How to complete this task:
Transcribe word for word the lines below from the line with "pub fn new(title: impl" through the line with "on the wire.", ends included.

□ □ □

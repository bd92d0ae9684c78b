//! Plain-text rendering of the controller's view.

use std::fmt::Write as _;

use crate::controller::View;
use crate::task::Task;

/// Renders one task as a checkbox line, with its description indented below.
#[must_use]
pub fn render_task(task: &Task) -> String {
    let mark = if task.completed { 'x' } else { ' ' };
    let mut line = format!("[{mark}] {}  ({})  id={}", task.title, task.created_date(), task.id);
    if !task.description.is_empty() {
        let _ = write!(line, "\n    {}", task.description);
    }
    line
}

/// Renders whatever the view says should be on screen.
#[must_use]
pub fn render_view(view: &View) -> String {
    match view {
        View::Loading => "Loading tasks...".to_string(),
        View::LoadFailed(message) => format!("Could not load tasks: {message}"),
        View::Tasks(tasks) if tasks.is_empty() => "No tasks yet.".to_string(),
        View::NoMatches => "No task found".to_string(),
        View::Tasks(tasks) | View::Hits(tasks) => {
            tasks.iter().map(render_task).collect::<Vec<_>>().join("\n")
        }
    }
}
//! Task records as exchanged with the remote task store.

use serde::{Deserialize, Serialize};

/// A task persisted by the remote store.
///
/// `id` and `created_at` are assigned by the store and never change.
/// `completed` is the only field mutated after creation.
///
/// Stores may spell the identifier `id` or `_id` and the timestamp
/// `created_at` or `createdAt`, and some send both spellings at once.
#[derive(Debug, Clone, PartialEq, Eq, Serialize, Deserialize)]
#[serde(try_from = "RawTask")]
pub struct Task {
    /// Store-assigned identifier.
    pub id: String,
    /// Short title, never empty.
    pub title: String,
    /// Free-form description, possibly empty.
    #[serde(default)]
    pub description: String,
    /// ISO-8601 creation timestamp as reported by the store.
    pub created_at: String,
    /// Whether the task is done.
    #[serde(default)]
    pub completed: bool,
}

/// Wire shape accepted for [`Task`] before the field spellings are merged.
#[derive(Deserialize)]
struct RawTask {
    #[serde(default)]
    id: Option<String>,
    #[serde(default, rename = "_id")]
    underscore_id: Option<String>,
    title: String,
    #[serde(default)]
    description: String,
    #[serde(default)]
    created_at: Option<String>,
    #[serde(default, rename = "createdAt")]
    camel_created_at: Option<String>,
    #[serde(default)]
    completed: bool,
}

impl TryFrom<RawTask> for Task {
    type Error = String;

    fn try_from(raw: RawTask) -> Result<Self, Self::Error> {
        let id = raw.id.or(raw.underscore_id).ok_or("missing field `id` or `_id`")?;
        let created_at = raw
            .created_at
            .or(raw.camel_created_at)
            .ok_or("missing field `created_at` or `createdAt`")?;
        Ok(Self { id, title: raw.title, description: raw.description, created_at, completed: raw.completed })
    }
}

impl Task {
    /// Returns the calendar-date part of `created_at` (`YYYY-MM-DD`).
    ///
    /// Falls back to the whole timestamp when it is shorter than a date.
    #[must_use]
    pub fn created_date(&self) -> &str {
        self.created_at.get(..10).unwrap_or(&self.created_at)
    }
}

/// Payload for creating a task.
#[derive(Debug, Clone, PartialEq, Eq, Serialize, Deserialize)]
pub struct NewTask {
    /// Title of the new task.
    pub title: String,
    /// Description; sent as an empty string when omitted.
    #[serde(default)]
    pub description: String,
}

impl NewTask {
    /// Builds a creation payload, defaulting a missing description to `""`.
    pub fn new(title: impl Into<String>, description: Option<String>) -> Self {
        Self { title: title.into(), description: description.unwrap_or_default() }
    }
}

/// Partial update for a task. Only fields that are `Some` go on the wire.
#[derive(Debug, Clone, Default, PartialEq, Eq, Serialize, Deserialize)]
pub struct TaskPatch {
    /// New completion flag.
    #[serde(default, skip_serializing_if = "Option::is_none")]
    pub completed: Option<bool>,
}

impl TaskPatch {
    /// Patch that sets only the completion flag.
    #[must_use]
    pub fn completed(value: bool) -> Self {
        Self { completed: Some(value) }
    }
}

#[cfg(test)]
mod tests {
    use super::*;
    use serde_json::json;

    #[test]
    fn decodes_store_shape_with_underscore_id() {
        let task: Task = serde_json::from_value(json!({
            "_id": "66a1",
            "title": "Buy milk",
            "description": "2%",
            "created_at": "2024-07-24T09:12:00.000Z",
            "completed": false
        }))
        .unwrap();

        assert_eq!(task.id, "66a1");
        assert_eq!(task.created_date(), "2024-07-24");
        assert!(!task.completed);
    }

    #[test]
    fn decodes_camel_case_timestamp_and_defaults() {
        let task: Task = serde_json::from_value(json!({
            "id": "t-1",
            "title": "Call mom",
            "createdAt": "2024-01-02T03:04:05Z"
        }))
        .unwrap();

        assert_eq!(task.created_at, "2024-01-02T03:04:05Z");
        assert_eq!(task.description, "");
        assert!(!task.completed);
    }

    #[test]
    fn decodes_record_carrying_both_spellings() {
        let task: Task = serde_json::from_value(json!({
            "_id": "66a1",
            "id": "66a1",
            "title": "Buy milk",
            "description": "",
            "created_at": "2024-07-24T09:12:00.000Z",
            "createdAt": "2024-07-24T09:12:00.000Z",
            "completed": false
        }))
        .unwrap();

        assert_eq!(task.id, "66a1");
        assert_eq!(task.created_at, "2024-07-24T09:12:00.000Z");
    }

    #[test]
    fn listing_with_mixed_spellings_decodes_every_record() {
        let tasks: Vec<Task> = serde_json::from_value(json!([
            {"_id": "a", "id": "a", "title": "One", "createdAt": "2024-01-01T00:00:00Z"},
            {"id": "b", "title": "Two", "created_at": "2024-01-02T00:00:00Z", "createdAt": "2024-01-02T00:00:00Z"}
        ]))
        .unwrap();

        let ids: Vec<_> = tasks.iter().map(|t| t.id.as_str()).collect();
        assert_eq!(ids, ["a", "b"]);
        assert_eq!(tasks[1].created_date(), "2024-01-02");
    }

    #[test]
    fn missing_identifier_is_rejected() {
        let err = serde_json::from_value::<Task>(json!({
            "title": "Orphan",
            "created_at": "2024-01-01T00:00:00Z"
        }))
        .unwrap_err();
        assert!(err.to_string().contains("missing field `id` or `_id`"), "{err}");
    }

    #[test]
    fn serializes_with_canonical_field_names() {
        let task = Task {
            id: "a".into(),
            title: "t".into(),
            description: String::new(),
            created_at: "2024-01-01T00:00:00Z".into(),
            completed: true,
        };
        let value = serde_json::to_value(&task).unwrap();
        assert_eq!(value["id"], "a");
        assert_eq!(value["created_at"], "2024-01-01T00:00:00Z");
        assert_eq!(serde_json::from_value::<Task>(value).unwrap(), task);
    }

    #[test]
    fn short_timestamp_is_shown_whole() {
        let task = Task {
            id: "x".into(),
            title: "t".into(),
            description: String::new(),
            created_at: "2024".into(),
            completed: false,
        };
        assert_eq!(task.created_date(), "2024");
    }

    #[test]
    fn new_task_defaults_description_to_empty() {
        let body = serde_json::to_value(NewTask::new("Write report", None)).unwrap();
        assert_eq!(body, json!({"title": "Write report", "description": ""}));
    }

    #[test]
    fn patch_serializes_only_set_fields() {
        assert_eq!(serde_json::to_value(TaskPatch::completed(true)).unwrap(), json!({"completed": true}));
        assert_eq!(serde_json::to_value(TaskPatch::default()).unwrap(), json!({}));
    }
}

□ □ □

Answer to the exercise:
    pub fn new(title: impl Into<String>, description: Option<String>) -> Self {
        Self { title: title.into(), description: description.unwrap_or_default() }
    }
}

/// Partial update for a task. Only fields that are `Some` go on the wire.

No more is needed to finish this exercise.